The in vivo performance of osteochondral allografts in the goat is diminished with extended storage and decreased cartilage cellularity.

Background: Currently, osteochondral allografts (OCA) are typically used after 4 degrees C storage for prolonged durations (15-43 days), which compromises chondrocyte viability, especially at the articular surface. The long-term in vivo performance of these fresh-stored allografts, in association with variable cellularity, is unknown. Purpose: To determine the effect of 4 degrees C storage duration (14, 28 days) versus the best (fresh) and worst (frozen) conditions of chondrocyte viability on structure, composition, and function of cartilage in the goat and the association of retrieved chondrocyte cellularity with those tissue properties. Study Design: Controlled laboratory study. Methods: The effect of allograft storage on in vivo repair outcomes was determined for OCA transplanted into 15 recipient goats and analyzed at 12 months. Repair outcomes were assessed by examining cartilage structure (gross, histopathology), composition (cellularity by depth, matrix fixed charge), and biomechanical function (stiffness). Relationships between cellularity and structural scores, matrix fixed charge, and stiffness were assessed by linear regression.

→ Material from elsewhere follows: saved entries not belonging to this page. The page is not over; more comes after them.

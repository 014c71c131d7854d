/// JWT Claims structure
///
/// Both token kinds share one claims record. The kind is carried in the
/// issuer claim, so a refresh token can never pass where an access token is
/// expected and vice versa.

use serde::{Deserialize, Serialize};
use uuid::Uuid;

use crate::error::AuthError;
use crate::store::UserId;

pub const ACCESS_ISSUER: &str = "chirpy-access";
pub const REFRESH_ISSUER: &str = "chirpy-refresh";

#[derive(Debug, Clone, Copy, PartialEq, Eq)]
pub enum TokenKind {
    /// Short-lived, never persisted
    Access,
    /// Long-lived, persisted and revocable
    Refresh,
}

impl TokenKind {
    pub fn issuer(self) -> &'static str {
        match self {
            TokenKind::Access => ACCESS_ISSUER,
            TokenKind::Refresh => REFRESH_ISSUER,
        }
    }

    pub fn from_issuer(issuer: &str) -> Option<Self> {
        match issuer {
            ACCESS_ISSUER => Some(TokenKind::Access),
            REFRESH_ISSUER => Some(TokenKind::Refresh),
            _ => None,
        }
    }
}

/// All fields are required; a token missing any of them does not decode.
#[derive(Debug, Serialize, Deserialize, Clone, PartialEq, Eq)]
pub struct Claims {
    /// Issuer, one of the kind tags
    pub iss: String,
    /// Subject (user id as a decimal string)
    pub sub: String,
    /// Issued at (Unix timestamp)
    pub iat: i64,
    /// Expiration time (Unix timestamp)
    pub exp: i64,
    /// Unique token id, keeps same-second tokens for one user distinct
    pub jti: String,
}

impl Claims {
    pub fn new(kind: TokenKind, user_id: UserId, expiry_seconds: i64) -> Self {
        let now = chrono::Utc::now().timestamp();
        Self {
            iss: kind.issuer().to_string(),
            sub: user_id.to_string(),
            iat: now,
            exp: now + expiry_seconds,
            jti: Uuid::new_v4().to_string(),
        }
    }

    pub fn kind(&self) -> Option<TokenKind> {
        TokenKind::from_issuer(&self.iss)
    }

    /// Numeric user id carried in the subject.
    pub fn user_id(&self) -> Result<UserId, AuthError> {
        self.sub.parse().map_err(|_| AuthError::InvalidToken)
    }
}

#[cfg(test)]
mod tests {
    use super::*;

    #[test]
    fn test_claims_creation() {
        let claims = Claims::new(TokenKind::Access, 7, 3600);

        assert_eq!(claims.sub, "7");
        assert_eq!(claims.iss, ACCESS_ISSUER);
        assert_eq!(claims.exp - claims.iat, 3600);
        assert_eq!(claims.kind(), Some(TokenKind::Access));
    }

    #[test]
    fn test_issuer_tags_are_distinct() {
        assert_ne!(TokenKind::Access.issuer(), TokenKind::Refresh.issuer());
        assert_eq!(TokenKind::from_issuer("chirpy-refresh"), Some(TokenKind::Refresh));
        assert_eq!(TokenKind::from_issuer("someone-else"), None);
    }

    #[test]
    fn test_user_id_extraction() {
        let claims = Claims::new(TokenKind::Refresh, 42, 60);
        assert_eq!(claims.user_id().unwrap(), 42);
    }

    #[test]
    fn test_invalid_user_id() {
        let mut claims = Claims::new(TokenKind::Access, 1, 60);
        claims.sub = "not-a-number".to_string();

        assert_eq!(claims.user_id(), Err(AuthError::InvalidToken));
    }

    #[test]
    fn test_same_second_tokens_differ() {
        let a = Claims::new(TokenKind::Refresh, 1, 60);
        let b = Claims::new(TokenKind::Refresh, 1, 60);
        assert_ne!(a.jti, b.jti);
    }

    #[test]
    fn test_missing_claim_is_rejected() {
        let raw = r#"{"iss":"chirpy-access","sub":"1","iat":0,"exp":10}"#;
        assert!(serde_json::from_str::<Claims>(raw).is_err());
    }
}
/// Authentication module
///
/// Handles JWT minting/verification, password hashing, and the account
/// flows that tie them to the store.

mod accounts;
mod claims;
mod jwt;
mod password;

pub use accounts::login;
pub use accounts::register;
pub use accounts::update_credentials;
pub use claims::Claims;
pub use claims::TokenKind;
pub use claims::{ACCESS_ISSUER, REFRESH_ISSUER};
pub use jwt::decode_token;
pub use jwt::encode_token;
pub use jwt::TokenPair;
pub use jwt::TokenService;
pub use password::hash_password;
pub use password::verify_password;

Results: Repair outcomes in 4 degrees C-stored OCA were similar after 14 and 28 days of storage, and both were inferior to fresh OCA and were accompanied by diminished cellularity at the surface, matrix fixed charge, and histopathological structure. Overall, cellularity by depth and matrix fixed charge in cartilage of fresh OCA were similar to nonoperated controls. However, cellularity at the articular surface and matrix fixed charge in 4 degrees C-stored OCA were lower than fresh, by similar to 55% (95% confidence interval [CI], 32%76%) and similar to 20% (CI, 9%-30%), respectively. In frozen OCA, cellularity and matrix fixed charge were lower than 4 degrees C-stored OCA, by similar to 93% (CI, 88%-99%) and similar to 22% (CI, 10%-35%), respectively. Cellularity correlated negatively with cartilage health indices, including structural scores, and positively with matrix fixed charge and stiffness. Conclusion: Reduced cellularity at the articular surface, resulting from 4 degrees C storage, was associated with variable long-term outcomes versus consistently good repair by fresh allografts. Cellularity at the articular surface was an important index of biological performance.